Blue tights: Similar in photographic appearance to the new Routh suit. The spandex we used has no sparkle shine and looks& feels like a wetsuit. Tailored to fit Scott's body.

Color tones: Very similar to the animated JLA colors. (Darker toned)

Boots: Swan/Anderson style comic style boots.

Briefs: A strongman/ wrestler cut set of briefs.

Yellow Shield: Two different fabrics used to accent and define the "S". Omition of the hard black outline was intended.


My costume design remained true to the Superman character albeit subtle things were changed and details added, like the colors. I wanted the red, blue and yellow colors of early evening, just a little darker, but not Routh-like.

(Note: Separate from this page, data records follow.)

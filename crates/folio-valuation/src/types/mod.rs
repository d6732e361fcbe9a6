//! Input types for valuation models.

mod assumptions;
mod statements;

pub use assumptions::ValuationAssumptions;
pub use statements::{
    BalanceSheet, CashFlowStatement, FinancialSnapshot, IncomeStatement, KeyRatios,
};
//! Per-holding gain and loss.

use rust_decimal::Decimal;
use serde::{Deserialize, Serialize};

use super::exposure::percent_of;
use crate::types::{checked_product, Holding};

/// Gain or loss of one holding in its own currency.
#[derive(Debug, Clone, PartialEq, Serialize, Deserialize)]
pub struct HoldingReturn {
    /// Ticker symbol.
    pub symbol: String,
    /// (price − cost) × quantity.
    pub absolute: Decimal,
    /// (price − cost) / cost × 100; `None` when cost is zero.
    pub percent: Option<f64>,
}

/// Computes the return of a holding.
#[must_use]
pub fn holding_return(holding: &Holding) -> HoldingReturn {
    let diff = holding.current_price - holding.cost_basis;
    HoldingReturn {
        symbol: holding.symbol.clone(),
        absolute: checked_product(&holding.symbol, "gain", diff, holding.quantity),
        percent: percent_of(diff, holding.cost_basis),
    }
}

#[cfg(test)]
mod tests {
    use super::*;
    use rust_decimal_macros::dec;

    fn holding(qty: Decimal, cost: Decimal, price: Decimal) -> Holding {
        Holding::builder()
            .symbol("X")
            .quantity(qty)
            .cost_basis(cost)
            .current_price(price)
            .build()
            .unwrap()
    }

    #[test]
    fn test_gain() {
        let r = holding_return(&holding(dec!(10), dec!(100), dec!(120)));
        assert_eq!(r.absolute, dec!(200));
        assert_eq!(r.percent, Some(20.0));
    }

    #[test]
    fn test_loss() {
        let r = holding_return(&holding(dec!(5), dec!(50), dec!(40)));
        assert_eq!(r.absolute, dec!(-50));
        assert_eq!(r.percent, Some(-20.0));
    }

    #[test]
    fn test_zero_cost() {
        let r = holding_return(&holding(dec!(5), dec!(0), dec!(40)));
        assert_eq!(r.absolute, dec!(200));
        assert!(r.percent.is_none());
    }
}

The blue is a deeper royal but looks brighter in hard light. The red is darker. not firebright like the movie suits. The cape was a deeper fabric buth patterned from a Reeve's cape.

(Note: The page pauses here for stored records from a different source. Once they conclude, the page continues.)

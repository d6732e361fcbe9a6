//! Conditional parallel iteration over holdings.
//!
//! Uses rayon when the `parallel` feature is enabled and the collection is
//! larger than the configured threshold.

use crate::types::AnalyticsConfig;

/// Maps a function over items, in parallel when the config allows it.
///
/// Output order always matches input order.
#[allow(unused_variables)]
pub fn maybe_parallel_map<T, U, F>(items: &[T], config: &AnalyticsConfig, f: F) -> Vec<U>
where
    T: Sync,
    U: Send,
    F: Fn(&T) -> U + Sync + Send,
{
    #[cfg(feature = "parallel")]
    {
        use rayon::prelude::*;
        if config.should_parallelize(items.len()) {
            return items.par_iter().map(f).collect();
        }
    }

    items.iter().map(f).collect()
}

/// Folds over items with a reduce step, in parallel when the config allows it.
///
/// # Arguments
///
/// * `identity` - The identity value for the fold
/// * `fold` - `(accumulator, item) -> accumulator`
/// * `reduce` - `(acc1, acc2) -> combined`
#[allow(unused_variables)]
pub fn maybe_parallel_fold<T, U, F, R>(
    items: &[T],
    config: &AnalyticsConfig,
    identity: U,
    fold: F,
    reduce: R,
) -> U
where
    T: Sync,
    U: Send + Sync + Clone,
    F: Fn(U, &T) -> U + Sync + Send,
    R: Fn(U, U) -> U + Sync + Send,
{
    #[cfg(feature = "parallel")]
    {
        use rayon::prelude::*;
        if config.should_parallelize(items.len()) {
            return items
                .par_iter()
                .fold(|| identity.clone(), &fold)
                .reduce(|| identity.clone(), reduce);
        }
    }

    items.iter().fold(identity, fold)
}
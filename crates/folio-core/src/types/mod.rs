//! Domain types for portfolio analytics.
//!
//! - [`Date`]: Calendar date of an observation
//! - [`PricePoint`]: Dated closing price
//! - [`Currency`]: ISO currency codes

mod currency;
mod price_point;

pub use currency::Currency;
pub use price_point::{parse_date, sort_series, PricePoint};

/// Calendar date used for price observations and dividend events.
pub type Date = chrono::NaiveDate;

Most noticibly modified were the belt and Superman Shield.

The Kryptonian Belt

Being a fan of Smallville I designed the belt to show off 'Kryptonian Symbols' . I achieved this by using a Tandy belt leather, airbrusing the base belt color (primrose yellow), then screen printing the symbols on. The characters were drawn in the computer, turned into an .ai file and output on Film to burn a screen with.

The Superman S

Even as a Superman fan, I never realized how the Superman shield had varied so from the comics , serials and movies. With all of the varities I felt I was allowed to use my own artisic license and come up with my take on it, yet still remain true to the character.

Starting off wth the DC Comics style guide 'S' I reworked it in Freehand and about 20 variations later, I decided on the one you see below. It's basically the style guide shield with the Kirk Alyn/George Reeves 'hook" on the bottom. broader and taller than the style guide it's now the shield of Scott Cranford, The Metropolis Superman/ 2000-2007.

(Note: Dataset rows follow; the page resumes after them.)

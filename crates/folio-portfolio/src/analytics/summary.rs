//! One-shot portfolio analytics.

use rust_decimal::Decimal;
use serde::{Deserialize, Serialize};
use tracing::debug;

use super::exposure::{checked_sum, percent_of};
use super::parallel::{maybe_parallel_fold, maybe_parallel_map};
use super::{
    daily_returns, holding_return, portfolio_dividend_yield, portfolio_value_series,
    projected_annual_income, sharpe_ratio, weighted_beta, weighted_ytd_return, HoldingReturn,
    PortfolioValuePoint, ReturnStatistics, RiskLevel,
};
use crate::types::{AnalyticsConfig, FxRates, Holding};

/// Everything the dashboard shows about a portfolio.
#[derive(Debug, Clone, PartialEq, Serialize, Deserialize)]
pub struct AnalyticsResult {
    /// Market value in the reporting currency.
    pub total_value: Decimal,
    /// Acquisition cost in the reporting currency.
    pub total_cost: Decimal,
    /// Market value minus cost.
    pub unrealized_gain: Decimal,
    /// Value-weighted beta.
    pub weighted_beta: f64,
    /// Label for the weighted beta.
    pub risk_level: RiskLevel,
    /// Annualized volatility of the value series.
    pub annualized_std_dev: f64,
    /// Annualized Sharpe ratio.
    pub sharpe_ratio: f64,
    /// Mean daily return of the value series.
    pub mean_daily_return: f64,
    /// Mean daily return × 252.
    pub annualized_return: f64,
    /// Value-weighted YTD return, when any holding reports one.
    pub weighted_ytd_return: Option<f64>,
    /// Projected dividend income over a year.
    pub projected_annual_income: f64,
    /// Projected income over total value.
    pub dividend_yield: f64,
    /// Forward-filled historical value.
    pub value_series: Vec<PortfolioValuePoint>,
    /// Gain or loss per holding, in input order.
    pub per_holding_return: Vec<HoldingReturn>,
}

/// Computes all portfolio analytics in one pass.
///
/// Never fails: empty portfolios and missing history produce zeros.
#[must_use]
pub fn calculate_portfolio_analytics(
    holdings: &[Holding],
    fx: &FxRates,
    config: &AnalyticsConfig,
) -> AnalyticsResult {
    let (total_value, total_cost) = maybe_parallel_fold(
        holdings,
        config,
        (Decimal::ZERO, Decimal::ZERO),
        |(v, c), h| (checked_sum(v, h.market_value(fx)), checked_sum(c, h.cost_value(fx))),
        |(v1, c1), (v2, c2)| (checked_sum(v1, v2), checked_sum(c1, c2)),
    );

    let weighted_beta = weighted_beta(holdings, fx);
    let value_series = portfolio_value_series(holdings, fx);
    let returns = daily_returns(&value_series);
    let stats = ReturnStatistics::from_returns(&returns);

    debug!(
        holdings = holdings.len(),
        observations = value_series.len(),
        returns = returns.len(),
        "Computed portfolio analytics"
    );

    AnalyticsResult {
        total_value,
        total_cost,
        unrealized_gain: total_value - total_cost,
        weighted_beta,
        risk_level: RiskLevel::from_beta(weighted_beta),
        annualized_std_dev: stats.std_dev_annualized,
        sharpe_ratio: sharpe_ratio(&stats),
        mean_daily_return: stats.mean_daily,
        annualized_return: stats.annualized_return(),
        weighted_ytd_return: weighted_ytd_return(holdings, fx),
        projected_annual_income: projected_annual_income(holdings, fx),
        dividend_yield: portfolio_dividend_yield(holdings, fx),
        value_series,
        per_holding_return: maybe_parallel_map(holdings, config, holding_return),
    }
}

impl AnalyticsResult {
    /// Unrealized gain as a percentage of cost, `None` when cost is zero.
    #[must_use]
    pub fn unrealized_gain_pct(&self) -> Option<f64> {
        percent_of(self.unrealized_gain, self.total_cost)
    }
}

#[cfg(test)]
mod tests {
    use super::*;
    use approx::assert_relative_eq;
    use folio_core::{Date, PricePoint};
    use rust_decimal_macros::dec;

    #[test]
    fn test_empty_portfolio() {
        let result =
            calculate_portfolio_analytics(&[], &FxRates::default(), &AnalyticsConfig::default());
        assert_eq!(result.total_value, Decimal::ZERO);
        assert_eq!(result.weighted_beta, 0.0);
        assert_eq!(result.risk_level, RiskLevel::Low);
        assert_eq!(result.sharpe_ratio, 0.0);
        assert_eq!(result.annualized_std_dev, 0.0);
        assert!(result.value_series.is_empty());
        assert!(result.unrealized_gain_pct().is_none());
    }

    #[test]
    fn test_history_statistics() {
        let d = |day| Date::from_ymd_opt(2024, 1, day).unwrap();
        let holding = Holding::builder()
            .symbol("X")
            .quantity(dec!(1))
            .cost_basis(dec!(100))
            .historical_series(vec![
                PricePoint::new(d(1), 100.0),
                PricePoint::new(d(2), 110.0),
                PricePoint::new(d(3), 99.0),
            ])
            .build()
            .unwrap();

        let result = calculate_portfolio_analytics(
            &[holding],
            &FxRates::default(),
            &AnalyticsConfig::sequential(),
        );

        assert_eq!(result.value_series.len(), 3);
        assert_relative_eq!(result.mean_daily_return, 0.0, epsilon = 1e-12);
        assert_relative_eq!(result.annualized_std_dev, 0.1 * 252.0_f64.sqrt(), epsilon = 1e-12);
        assert_relative_eq!(
            result.sharpe_ratio,
            -0.02 / (0.1 * 252.0_f64.sqrt()),
            epsilon = 1e-12
        );
    }
}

The fabric Lisa picked was a heavier, stiffer material.No spandex used on the front Emblem. Originally I considered making a latex shield, but nixed the idea after Lisa
convinced me of this material's nice qualities. On some photos it looks metallic.

Once stitched onto the suit the results turned out very nice.
(The "S" was sewn directly on top of the blue spandex,
with little or no noticable puckering.

No more tiny "S" shield! It always bugged me that Scott's former suit sported a 'Routh' sized Superman S.
[Considerably Smaller than the Ross Shield,
but Larger than the Routh Sheild.]

CNC Machined metal buckle with all-brass
allen head screws.Imron color finish.
(The Allen head screws were used to mimic the "Kryptonian"
Ship key and design paid homage to George Reeves
1st season style buckle.)

New belt and old belt. (The new belt is all leather
with a rear velcro catch.)

Sample blue fabric we went with.
Originally thought to be
too dark, it turned out
to be the best color and fabric we've seen yet.
The blue bodysuit fits amazing and feels like
a wetsuit!

Cape 'S' and darker red material.
The yellow shield is actually two fabrics.
One is flat, and the other is spandex.
the hard black outline from the Reeve
cape was replaced with yellow stitching.

One of the boots after modification
of the crown (tops). A Spray can of
Vinyl dye covered over the
clown red color.


What a nightmare.

Let me stress that MotorCowboy boots is the ONLY place to buy Superhero boots. Those guys simply have it going on and, Jim, the owner, was the only online boot maker interested in calling me back. Unfortunately by the time I found the company, it was too late to have boots made by deadline, and we had to go to plan B.

On Ebay I found and purchased a set of red boots from a costume company in Massachusetts. Big mistake. First the boots were NOT sized correctly, as stated on the online auction, and the advertisd 0-11 boot fit more like a small size 9. They were returned and I got a size 12. They fit better but still had to be customized.

Starting with the boot crown, it was changed from a Batman-style point, to the more authentically Superman "w" crown top. I made a pattern for lisa and she stiched in a new piece of pleather. Of course the boots were the wrong color so they were Marhyde Vinyl dyed with deep red . It worked, they looked fantastic in person and on film.